Of the remaining trials, seven included patients with no evidence of metastases (stages C or T3-T4/N0/M0). The percentage of patients without metastases ranged from 7 percent (Iversen, Christensen, Friis et al., 1990) to 45 percent (Boccardo, Pace, Rubagotti et al., 1993), but the arms within each of these trials also were well balanced for disease stage. The final trial (Schulze, Kaldenhoff, and Senge, 1988) did not provide information on the stage distribution of the randomized patients.

Fourteen trials compared treatment groups for the degree of differentiation of the primary tumor (i.e., tumor grade). Of these, only one (Dijkman, Janknegt, De Reijke et al., 1997) did not include any patients with well--differentiated tumors.
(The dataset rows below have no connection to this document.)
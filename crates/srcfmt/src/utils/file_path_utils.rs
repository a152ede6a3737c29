use std::path::Component;
use std::path::Path;
use std::path::PathBuf;

/// Resolves `.` and `..` components without touching the file system.
pub fn normalize_path(path: impl AsRef<Path>) -> PathBuf {
  let mut result = PathBuf::new();
  for component in path.as_ref().components() {
    match component {
      Component::CurDir => {}
      Component::ParentDir => {
        let can_pop = matches!(result.components().next_back(), Some(Component::Normal(_)));
        if can_pop {
          result.pop();
        } else if !result.has_root() {
          result.push("..");
        }
      }
      Component::Prefix(_) | Component::RootDir | Component::Normal(_) => result.push(component.as_os_str()),
    }
  }
  result
}

/// Resolves the path relative to the base when it isn't absolute.
pub fn resolve_path(base: &Path, path: impl AsRef<Path>) -> PathBuf {
  let path = path.as_ref();
  if path.is_absolute() {
    normalize_path(path)
  } else {
    normalize_path(base.join(path))
  }
}

#[cfg(test)]
mod test {
  use pretty_assertions::assert_eq;

  use super::*;

  #[test]
  fn should_normalize_paths() {
    assert_eq!(normalize_path("/a/./b/../c"), PathBuf::from("/a/c"));
    assert_eq!(normalize_path("/../a"), PathBuf::from("/a"));
    assert_eq!(normalize_path("a/../../b"), PathBuf::from("../b"));
    assert_eq!(normalize_path("/a/b/"), PathBuf::from("/a/b"));
  }

  #[test]
  fn should_resolve_paths() {
    assert_eq!(resolve_path(Path::new("/project"), "src/main/java"), PathBuf::from("/project/src/main/java"));
    assert_eq!(resolve_path(Path::new("/project"), "../other/src"), PathBuf::from("/other/src"));
    assert_eq!(resolve_path(Path::new("/project"), "/abs/src"), PathBuf::from("/abs/src"));
  }
}
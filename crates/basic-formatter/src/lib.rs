mod imports;
mod printer;
mod tokens;

use std::path::Path;

use srcfmt_core::formatter::FormatDiagnostic;
use srcfmt_core::formatter::FormatResult;
use srcfmt_core::formatter::Formatter;
use srcfmt_core::options::FormatOptions;

/// Formats brace-and-semicolon source files (ex. Java) by normalising
/// whitespace and indentation. Output is deterministic and idempotent.
#[derive(Debug, Default, Clone, Copy)]
pub struct BasicFormatter;

impl Formatter for BasicFormatter {
  fn name(&self) -> &str {
    "basic"
  }

  fn format_text(&self, _file_path: &Path, file_text: &str, options: &FormatOptions) -> FormatResult {
    format_text(file_text, options).map(Some)
  }
}

pub fn format_text(file_text: &str, options: &FormatOptions) -> Result<String, Vec<FormatDiagnostic>> {
  let file_text = file_text.replace("\r\n", "\n");
  let tokens = tokens::tokenize(&file_text).map_err(|d| vec![d])?;
  if options.fix_imports {
    if let Some(fixed_text) = imports::fix_imports(&file_text, &tokens, options.import_sort_mode).map_err(|d| vec![d])? {
      let tokens = tokens::tokenize(&fixed_text).map_err(|d| vec![d])?;
      return Ok(printer::print(&tokens, options));
    }
  }
  Ok(printer::print(&tokens, options))
}
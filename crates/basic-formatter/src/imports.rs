use std::collections::HashSet;

use srcfmt_core::formatter::FormatDiagnostic;
use srcfmt_core::options::ImportSortMode;

use crate::tokens::Token;
use crate::tokens::TokenKind;

#[derive(Debug, Clone, PartialEq, Eq)]
struct ImportStatement {
  is_static: bool,
  name: String,
  start: usize,
  end: usize,
}

impl ImportStatement {
  fn is_wildcard(&self) -> bool {
    self.name.ends_with(".*")
  }

  fn simple_name(&self) -> &str {
    self.name.rsplit('.').next().unwrap_or(&self.name)
  }

  fn to_line(&self) -> String {
    if self.is_static {
      format!("import static {};", self.name)
    } else {
      format!("import {};", self.name)
    }
  }
}

/// Removes unused and duplicate imports and sorts the rest.
///
/// Returns `None` when the file has no imports or when something other than
/// an import statement appears between them.
pub fn fix_imports(text: &str, tokens: &[Token], sort_mode: ImportSortMode) -> Result<Option<String>, FormatDiagnostic> {
  let Some((first_index, last_index, imports)) = collect_imports(tokens)? else {
    return Ok(None);
  };

  let used_names = collect_used_names(tokens, first_index, last_index);
  let mut seen = HashSet::new();
  let mut kept = imports
    .into_iter()
    .filter(|import| import.is_wildcard() || used_names.contains(import.simple_name()))
    .filter(|import| seen.insert((import.is_static, import.name.clone())))
    .collect::<Vec<_>>();
  kept.sort_by(|a, b| a.name.cmp(&b.name).then(a.is_static.cmp(&b.is_static)));

  let (statics, others): (Vec<_>, Vec<_>) = kept.iter().partition(|import| import.is_static);
  let groups = match sort_mode {
    ImportSortMode::StaticFirst => vec![statics, others],
    ImportSortMode::StaticLast => vec![others, statics],
    ImportSortMode::Lexicographic => vec![kept.iter().collect()],
  };
  let replacement = groups
    .into_iter()
    .filter(|group| !group.is_empty())
    .map(|group| group.iter().map(|import| import.to_line()).collect::<Vec<_>>().join("\n"))
    .collect::<Vec<_>>()
    .join("\n\n");

  let region_start = tokens[first_index].start;
  let region_end = tokens[last_index].end;
  let mut result = String::with_capacity(text.len());
  result.push_str(&text[..region_start]);
  result.push_str(&replacement);
  result.push_str(&text[region_end..]);
  Ok(Some(result))
}

type ImportRegion = (usize, usize, Vec<ImportStatement>);

/// Finds the top level import statements along with the token range they span.
fn collect_imports(tokens: &[Token]) -> Result<Option<ImportRegion>, FormatDiagnostic> {
  let mut imports = Vec::new();
  let mut first_index = None;
  let mut last_index = 0;
  let mut depth = 0usize;
  let mut index = 0;

  while index < tokens.len() {
    let token = &tokens[index];
    if token.kind == TokenKind::Operator {
      match token.text {
        "(" | "[" | "{" => depth += 1,
        ")" | "]" | "}" => depth = depth.saturating_sub(1),
        _ => {}
      }
    }
    if depth == 0 && token.kind == TokenKind::Word && token.text == "import" {
      let Some((statement, end_index)) = parse_import(tokens, index)? else {
        return Ok(None);
      };
      first_index.get_or_insert(index);
      last_index = end_index;
      imports.push(statement);
      index = end_index + 1;
      continue;
    }
    index += 1;
  }

  let Some(first_index) = first_index else {
    return Ok(None);
  };

  // only fix when the imports form one contiguous run
  let import_token_count = imports.iter().map(|import| count_tokens(tokens, import)).sum::<usize>();
  if import_token_count != last_index - first_index + 1 {
    return Ok(None);
  }

  Ok(Some((first_index, last_index, imports)))
}

fn count_tokens(tokens: &[Token], import: &ImportStatement) -> usize {
  tokens.iter().filter(|t| t.start >= import.start && t.end <= import.end).count()
}

/// Parses the import statement starting at `index`, returning the statement and the index of its semicolon.
/// Returns `None` when a comment appears inside the statement.
fn parse_import(tokens: &[Token], index: usize) -> Result<Option<(ImportStatement, usize)>, FormatDiagnostic> {
  let import_token = &tokens[index];
  let malformed = || FormatDiagnostic::at(import_token.line + 1, import_token.column, "Malformed import statement.");
  let mut position = index + 1;
  let mut is_static = false;
  let mut name = String::new();
  let mut expect_segment = true;

  loop {
    let Some(token) = tokens.get(position) else {
      return Err(malformed());
    };
    if token.is_comment() {
      return Ok(None);
    }
    if position == index + 1 && token.kind == TokenKind::Word && token.text == "static" {
      is_static = true;
    } else if expect_segment {
      if token.kind == TokenKind::Word || (token.is_op("*") && !name.is_empty()) {
        name.push_str(token.text);
        expect_segment = false;
      } else {
        return Err(malformed());
      }
    } else if token.is_op(".") && !name.ends_with('*') {
      name.push('.');
      expect_segment = true;
    } else if token.is_op(";") {
      let statement = ImportStatement {
        is_static,
        name,
        start: import_token.start,
        end: token.end,
      };
      return Ok(Some((statement, position)));
    } else {
      return Err(malformed());
    }
    position += 1;
  }
}

/// Gets every identifier that appears outside the import region, including
/// identifiers mentioned in comments such as `{@link Name}`.
fn collect_used_names<'a>(tokens: &[Token<'a>], first_index: usize, last_index: usize) -> HashSet<&'a str> {
  let mut names = HashSet::new();
  for (index, token) in tokens.iter().enumerate() {
    if index >= first_index && index <= last_index {
      continue;
    }
    match token.kind {
      TokenKind::Word => {
        names.insert(token.text);
      }
      TokenKind::LineComment | TokenKind::BlockComment | TokenKind::DocComment => {
        names.extend(token.text.split(|c: char| !(c.is_alphanumeric() || c == '_' || c == '$')).filter(|word| !word.is_empty()));
      }
      TokenKind::String | TokenKind::TextBlock | TokenKind::Operator => {}
    }
  }
  names
}
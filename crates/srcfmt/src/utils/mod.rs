mod error_count_logger;
mod file_path_utils;
mod get_difference;
mod logging;

pub use error_count_logger::*;
pub use file_path_utils::*;
pub use get_difference::*;
pub use logging::*;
Among the others, the percentage of patients in each arm with poorly differentiated, high-grade tumors ranged from less than 20 percent in three trials (Di Silverio, Serio, D'Eramo et al., 1990; Thorpe, Azmatullah, Fellows et al., 1996; Tyrrell, Altwein, Klippel et al., 1991) to 50 percent to 60 percent in three others (Iverson, Christensen, Friis et al., 1990; Namer, Toubol, Caty et al., 1990; Williams, Asopa, Abel et al., 1990). The treatment arms were imbalanced with respect to the percentage of patients with poorly differentiated tumors in only three studies. The imbalance favored combined androgen blockade (53 percent versus 34 percent) in one trial (Namer, Toubol, Caty et al., 1990), whereas it favored the control arm (50 percent versus 63 percent in each study) in the others (Iversen, Christensen, Friis et al., 1990; Williams, Asopa, Abel et al., 1990).

Twenty trials compared treatment groups for the percentage of patients who were symptomatic at study entry. For this report, symptomatic was defined as the presence of pain from skeletal metastases. The proportion of symptomatic patients ranged from less than 30 percent (Denis, Carnelro de Moura, Bono et al., 1993) to almost 80 percent (Crawford, Eisenberger, McLeod et al., 1989). The treatment arms were imbalanced with respect to bone pain at study entry in two studies. The imbalance favored the control arm (42 percent versus 61 percent) in one trial (Brisset, Boccon-Gibod, Botto et al., 1987) and favored the combined androgen blockade arm (64 percent versus 42 percent) in the other (Knonagel, Bolle, Hering et al., 1989).

Twenty-five studies compared treatment arms for the distribution by age; they were uniformly well balanced. Twenty trials compared treatment arms for the number of patients with impaired performance status. In three trials, more patients were impaired in the combined androgen blockade arms (Brisset, Boccon-Gibod, Botto et al., 1987; Fourcade, Cariou, Coloby et al., 1990; Knonagel, Bolle, Hering et al., 1989). Eight studies limited enrollment to those who were newly diagnosed, and five also accepted previously treated patients. Of the five, only two compared arms with respect to the duration of disease, and both were well balanced (Dijkman, Janknegt, De Reijke et al., 1997; Zalcberg, Raghaven, Marshall et al., 1996). Published reports from the remaining 15 trials were silent with respect to this characteristic.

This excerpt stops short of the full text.